Juliana se sintió invadida por un deseo familiar, uno que la dominaba siempre que él estaba cerca.

El deseo de agrietar aquella fachada.

Solo en dos ocasiones lo había sorprendido sin ella.

Y entonces él descubrió quién era: la hermanastra italiana de uno de los vividores más famosos de todo Londres, la hija casi ilegítima de una marquesa venida a menos y un comerciante, criada alejada de Londres y sus costumbres, tradiciones y reglas.

Todo lo contrario a lo que él representaba.

La antítesis de todo lo que él consideraba importante en el mundo.

—Mi único motivo es devolverla a su casa de una pieza y, si es posible, sin que su hermano descubra su pequeña aventura de esta noche.

El duque dejó el paño de lino en el agua rosada del cuenco y cogió un pequeño frasco de la bandeja. Lo abrió, liberando una fragancia a romero y limón, y volvió a buscar sus manos.

Esta vez Juliana cedió al instante.

—¿No pretenderá que crea que le preocupa mi reputación?

Leighton metió la punta de su dedo en el frasco y aplicó el ungüento cuidadosamente sobre su piel. El bálsamo calmó la quemazón y dejó una agradable sensación refrescante allí por donde pasaban los dedos de él. Como resultado de ello, Juliana tuvo la irresistible ilusión de que el roce de sus dedos era el heraldo que anunciaba la llegada del placer a su azorada piel.

Cosa que no era cierta. En absoluto.

Intentó contener un suspiro antes de que fuera evidente, pero el duque lo oyó de todos modos. La ceja dorada volvió a alzarse, y Juliana sintió el impulso de afeitársela.

Cuando de pronto apartó la mano, Leighton no hizo ademán de retenerla.

—No, señorita Fiori. No me preocupa su reputación.

Por supuesto que no.

—Pero me preocupa la mía.

Lo que entrañaban aquellas palabras, que ser descubierto con ella —verse relacionado con ella en cualquier sentido— podía dañar su reputación, resultaba doloroso, incluso más que las heridas que se había hecho aquella noche.

Juliana respiró hondo, preparándose para el siguiente asalto de su batalla verbal, pero se vio interrumpida por una voz furiosa procedente de la entrada.

—Si no le quitas las manos de encima a mi hermana ahora mismo, Leighton, tu preciada reputación será el menor de tus problemas.

2

«Hay una razón por la que las faldas son largas y los cordones de las botas, complicados. Las damas refinadas no deben mostrar los pies. Nunca».

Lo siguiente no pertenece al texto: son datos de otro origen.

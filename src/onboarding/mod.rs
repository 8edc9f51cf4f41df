use std::time::{Duration, Instant};

use tracing::debug;

use crate::app::{AppState, Notice, Screen};
use crate::event::{AppEvent, ViewKind};
use crate::extension::Extension;
use crate::prefs::{PreferenceStore, now_epoch_ms};

pub const TIP_TEXT: &str = "Tip: press ←/→ or drag to browse, g for the gallery, : to search";
pub const GALLERY_TOAST_TEXT: &str = "Gallery: f filters by year, / searches, [ ] change page";
pub const LIGHTBOX_HINT_TEXT: &str = "Press z to zoom, i for details, Esc to close";

/// First-run notices backed by the preference store.
#[derive(Debug)]
pub struct OnboardingState {
    prefs: PreferenceStore,
    notice_ttl: Duration,
    /// The first hero outcome settles the startup image, whether it loaded or failed.
    startup_settled: bool,
}

impl OnboardingState {
    pub fn new(prefs: PreferenceStore, notice_ttl: Duration) -> Self {
        Self {
            prefs,
            notice_ttl,
            startup_settled: false,
        }
    }

    /// Shows the tip unless the user already navigated in an earlier session.
    pub fn show_initial_tip(&self, app: &mut AppState) {
        app.notices.tip = !self.prefs.has_seen_tip();
    }

    fn on_event(&mut self, event: &AppEvent, app: &mut AppState, now: Instant) {
        match event {
            AppEvent::Navigated {
                view: ViewKind::Hero,
                ..
            }
            | AppEvent::LoadFailed {
                view: ViewKind::Hero,
                ..
            } if !self.startup_settled => {
                self.startup_settled = true;
            }
            AppEvent::Navigated { .. } => {
                app.notices.tip = false;
                if self.prefs.mark_tip_seen() {
                    debug!("onboarding tip dismissed");
                }
            }
            AppEvent::ScreenChanged {
                to: Screen::Grid, ..
            } => {
                if self.prefs.take_gallery_toast() {
                    app.notices.toast = Some(Notice::new(GALLERY_TOAST_TEXT, now + self.notice_ttl));
                }
            }
            AppEvent::ScreenChanged {
                to: Screen::Lightbox,
                ..
            } => {
                if self.prefs.take_lightbox_hint(now_epoch_ms()) {
                    app.notices.hint = Some(Notice::new(LIGHTBOX_HINT_TEXT, now + self.notice_ttl));
                }
            }
            AppEvent::ScreenChanged { from: Screen::Lightbox, .. } => {
                app.notices.hint = None;
            }
            _ => {}
        }
    }
}

impl Default for OnboardingState {
    fn default() -> Self {
        Self::new(PreferenceStore::in_memory(), Duration::from_millis(3_000))
    }
}

pub struct OnboardingExtension;

impl Extension for OnboardingExtension {
    type State = OnboardingState;

    fn init_state() -> Self::State {
        OnboardingState::default()
    }

    fn handle_event(state: &mut Self::State, event: &AppEvent, app: &mut AppState) {
        state.on_event(event, app, Instant::now());
    }

    fn on_background(_state: &mut Self::State, app: &mut AppState) -> bool {
        app.notices.expire(Instant::now())
    }
}
use std::collections::VecDeque;
use std::sync::Arc;
use std::time::{Duration, Instant};

use tracing::{debug, info};

use crate::catalog::Dataset;
use crate::command::CommandEffect;
use crate::config::Config;
use crate::error::AppResult;
use crate::extension::ExtensionHost;
use crate::gallery::{DefaultImageFetcher, ImageCache, ImageFetcher, LoadSlot, LoadWorker};
use crate::history::parse_image_param;
use crate::onboarding::OnboardingState;
use crate::palette::{PaletteManager, PaletteRegistry};
use crate::prefs::PreferenceStore;
use crate::presenter::{ImagePresenter, PresenterKind, create_presenter};

use super::state::{AppState, PaletteRequest};

pub struct RenderSubsystem {
    pub presenter: Box<dyn ImagePresenter>,
}

pub struct LoadSubsystem {
    pub worker: LoadWorker,
    pub cache: ImageCache,
}

#[derive(Default)]
pub struct ExtensionSubsystem {
    pub host: ExtensionHost,
}

#[derive(Default)]
pub struct PaletteSubsystem {
    pub registry: PaletteRegistry,
    pub manager: PaletteManager,
    pub pending_requests: VecDeque<PaletteRequest>,
}

/// Pointer state that outlives a single mouse event.
#[derive(Debug, Default)]
pub struct PointerState {
    /// Last cell of a pan gesture on the zoomed lightbox image.
    pub pan_anchor: Option<(u16, u16)>,
}

#[derive(Default)]
pub struct InteractionSubsystem {
    pub extensions: ExtensionSubsystem,
    pub palette: PaletteSubsystem,
    pub pointer: PointerState,
}

/// Application context: dataset views, workers, presenter and config, built once.
pub struct App {
    pub state: AppState,
    pub render: RenderSubsystem,
    pub loads: LoadSubsystem,
    pub interaction: InteractionSubsystem,
    pub config: Config,
}

impl App {
    pub fn new(dataset: Dataset, config: Config, prefs: PreferenceStore) -> AppResult<Self> {
        let timeout = Duration::from_millis(config.navigation.load_timeout_ms);
        let fetcher: Arc<dyn ImageFetcher> = Arc::new(DefaultImageFetcher::new(timeout)?);
        Self::with_fetcher(dataset, config, prefs, fetcher, PresenterKind::RatatuiImage)
    }

    pub fn with_fetcher(
        dataset: Dataset,
        config: Config,
        prefs: PreferenceStore,
        fetcher: Arc<dyn ImageFetcher>,
        presenter_kind: PresenterKind,
    ) -> AppResult<Self> {
        let presenter = create_presenter(presenter_kind, &config.cache)?;
        let worker = LoadWorker::new(
            fetcher,
            Duration::from_millis(config.navigation.load_timeout_ms),
            config.runtime.worker_threads,
        );
        let cache = ImageCache::new(
            config.cache.image_max_entries,
            config.cache.image_memory_budget_bytes(),
        );
        let state = AppState::new(Arc::new(dataset), &config, Instant::now());
        info!(works = state.dataset.len(), "app initialized");
        let onboarding =
            OnboardingState::new(prefs, Duration::from_millis(config.runtime.toast_ms));

        Ok(Self {
            state,
            render: RenderSubsystem { presenter },
            loads: LoadSubsystem { worker, cache },
            interaction: InteractionSubsystem {
                extensions: ExtensionSubsystem {
                    host: ExtensionHost::with_onboarding(onboarding),
                },
                palette: PaletteSubsystem::default(),
                pointer: PointerState::default(),
            },
            config,
        })
    }

    /// Reads the startup location once and issues the first hero load.
    pub fn start(&mut self, location: &str) {
        let now = Instant::now();
        let position = parse_image_param(location, self.state.hero.len());
        debug!(location, position, "hero starting");
        let request = self.state.hero.start(position, now);
        self.interaction
            .extensions
            .host
            .show_initial_tip(&mut self.state);
        if let Some(request) = request {
            self.apply_effects(vec![CommandEffect::Load {
                slot: LoadSlot::Hero,
                request,
            }]);
        }
    }
}
use std::collections::VecDeque;

use crate::app::{AppState, PaletteRequest, Screen};
use crate::error::AppResult;
use crate::event::{AppEvent, ViewKind};
use crate::extension::ExtensionHost;
use crate::gallery::{LightboxControl, LoadSlot};
use crate::palette::PaletteKind;

use super::core::{
    ActivateTarget, activate_target, cancel, grid_move, grid_search, issue_navigation,
    move_focus, next_page, open_lightbox, pan, prev_page, retry, run_action, set_filter, step,
    toggle_gallery, toggle_info, toggle_zoom, zoom_by_key, zoom_reset,
};
use super::types::{ActionId, Command, CommandEffect, CommandOutcome};

#[derive(Debug, Clone)]
pub struct CommandDispatchResult {
    pub outcome: CommandOutcome,
    pub emitted_events: Vec<AppEvent>,
    pub effects: Vec<CommandEffect>,
}

pub fn dispatch(
    app: &mut AppState,
    cmd: Command,
    extension_host: &mut ExtensionHost,
    palette_requests: &mut VecDeque<PaletteRequest>,
) -> AppResult<CommandDispatchResult> {
    let prev_screen = app.screen;
    let action_id = cmd.action_id();
    let mut effects = Vec::new();

    let outcome = match cmd {
        Command::Next => step(app, true, &mut effects),
        Command::Prev => step(app, false, &mut effects),
        Command::ToggleGallery => toggle_gallery(app),
        Command::OpenPalette { kind, seed } => {
            palette_requests.push_back(PaletteRequest::Open { kind, seed });
            app.status.last_action_id = Some(ActionId::OpenPalette);
            app.status.message = "opening palette".to_string();
            CommandOutcome::Applied
        }
        Command::ClosePalette => {
            palette_requests.push_back(PaletteRequest::Close);
            app.status.last_action_id = Some(ActionId::ClosePalette);
            app.status.message = "closing palette".to_string();
            CommandOutcome::Applied
        }
        Command::OpenSearch => open_search(app, palette_requests),
        Command::OpenLightbox { items, index } => open_lightbox(app, items, index, &mut effects),
        Command::SetFilter { key } => set_filter(app, key),
        Command::GridSearch { term } => grid_search(app, &term),
        Command::NextPage => next_page(app),
        Command::PrevPage => prev_page(app),
        Command::GridMove { direction } => grid_move(app, direction),
        Command::ToggleZoom => toggle_zoom(app),
        Command::ZoomIn => zoom_by_key(app, true),
        Command::ZoomOut => zoom_by_key(app, false),
        Command::ZoomReset => zoom_reset(app),
        Command::Pan { dx, dy } => pan(app, dx, dy),
        Command::ToggleInfo => toggle_info(app),
        Command::FocusNext => move_focus(app, true),
        Command::FocusPrev => move_focus(app, false),
        Command::Activate => activate(app, &mut effects),
        Command::RunAction => run_action(app, &mut effects),
        Command::Retry => retry(app, &mut effects),
        Command::HistoryBack => history_step(app, extension_host, true, &mut effects),
        Command::HistoryForward => history_step(app, extension_host, false, &mut effects),
        Command::Cancel => cancel(app, palette_requests, &mut effects),
        Command::Quit => {
            app.status.last_action_id = Some(ActionId::Quit);
            app.status.message = "quit requested".to_string();
            CommandOutcome::QuitRequested
        }
    };

    let mut emitted_events = collect_transition_events(app, prev_screen);
    emitted_events.push(AppEvent::CommandExecuted {
        id: action_id,
        outcome,
    });

    Ok(CommandDispatchResult {
        outcome,
        emitted_events,
        effects,
    })
}

pub fn drain_background_events(app: &mut AppState, extension_host: &mut ExtensionHost) -> bool {
    extension_host.drain_background(app)
}

fn open_search(
    app: &mut AppState,
    palette_requests: &mut VecDeque<PaletteRequest>,
) -> CommandOutcome {
    app.status.last_action_id = Some(ActionId::Search);
    let request = if app.screen == Screen::Grid {
        let term = app.grid.term();
        PaletteRequest::Open {
            kind: PaletteKind::GridSearch,
            seed: (!term.is_empty()).then(|| term.to_string()),
        }
    } else {
        PaletteRequest::Open {
            kind: PaletteKind::Works,
            seed: None,
        }
    };
    palette_requests.push_back(request);
    app.status.message = "search".to_string();
    CommandOutcome::Applied
}

fn activate(app: &mut AppState, effects: &mut Vec<CommandEffect>) -> CommandOutcome {
    app.status.last_action_id = Some(ActionId::Activate);
    match activate_target(app) {
        ActivateTarget::OpenLightbox { items, index } => open_lightbox(app, items, index, effects),
        ActivateTarget::Control(LightboxControl::Close) => {
            app.lightbox.close();
            app.screen = app.return_screen;
            effects.push(CommandEffect::CancelLoads(LoadSlot::Lightbox));
            app.status.message = "lightbox closed".to_string();
            CommandOutcome::Applied
        }
        ActivateTarget::Control(LightboxControl::Previous) => step(app, false, effects),
        ActivateTarget::Control(LightboxControl::Next) => step(app, true, effects),
        ActivateTarget::Control(LightboxControl::Info) => toggle_info(app),
        ActivateTarget::Control(LightboxControl::Action) => run_action(app, effects),
        ActivateTarget::Nothing => {
            app.status.message = "nothing selected".to_string();
            CommandOutcome::Noop
        }
    }
}

/// Location history restores hero positions, so a traversal always lands on the hero.
fn history_step(
    app: &mut AppState,
    extension_host: &mut ExtensionHost,
    back: bool,
    effects: &mut Vec<CommandEffect>,
) -> CommandOutcome {
    app.status.last_action_id = Some(if back {
        ActionId::HistoryBack
    } else {
        ActionId::HistoryForward
    });
    let request = if back {
        extension_host.history_back(app)
    } else {
        extension_host.history_forward(app)
    };
    let Some(request) = request else {
        app.status.message = if app.hero.navigator().is_transitioning() {
            "still loading".to_string()
        } else if back {
            "no earlier location".to_string()
        } else {
            "no later location".to_string()
        };
        return CommandOutcome::Noop;
    };
    if app.screen == Screen::Lightbox {
        app.lightbox.close();
        effects.push(CommandEffect::CancelLoads(LoadSlot::Lightbox));
    }
    app.screen = Screen::Hero;
    issue_navigation(app, ViewKind::Hero, Some(request), effects)
}

fn collect_transition_events(app: &AppState, prev_screen: Screen) -> Vec<AppEvent> {
    let mut events = Vec::new();
    if app.screen != prev_screen {
        events.push(AppEvent::ScreenChanged {
            from: prev_screen,
            to: app.screen,
        });
    }
    events
}
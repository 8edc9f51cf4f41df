#[derive(Debug, Clone, Copy, PartialEq, Eq, Hash)]
pub enum PaletteKind {
    /// Every work in the dataset; Enter opens the lightbox.
    Works,
    /// Year filter keys for the gallery.
    Filter,
    /// Free-text term applied inside the gallery's active filter.
    GridSearch,
}

impl PaletteKind {
    pub fn id(self) -> &'static str {
        match self {
            Self::Works => "works",
            Self::Filter => "filter",
            Self::GridSearch => "grid-search",
        }
    }
}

Tratado de las damas más exquisitas

«Parece ser que los vividores reformados consideran el deber fraternal algo así como un reto…».

El Folleto de los Escándalos, octubre de 1823

Era muy posible que el marqués de Ralston tuviera intención de matarlo, pese a que Simon no tenía nada que ver con el actual estado de la muchacha.

No fue culpa suya que acabara en su carruaje después de pelearse con, por lo que podía adivinar, un arbusto, los adoquines de las caballerizas de Ralston y el lateral de su carruaje.

Y con un hombre.

Simon Pearson, undécimo duque de Leighton, ignoró la ira virulenta que amenazó con dominarlo al pensar en el moratón púrpura que decoraba la muñeca de la chica y volvió a dirigir su atención al airado hermano de esta, que en ese momento recorría el perímetro del estudio de Simon como un animal enjaulado.

El marqués se detuvo delante de su hermana y dijo finalmente:

—Por el amor de Dios, Juliana. ¿Qué demonios te ha pasado?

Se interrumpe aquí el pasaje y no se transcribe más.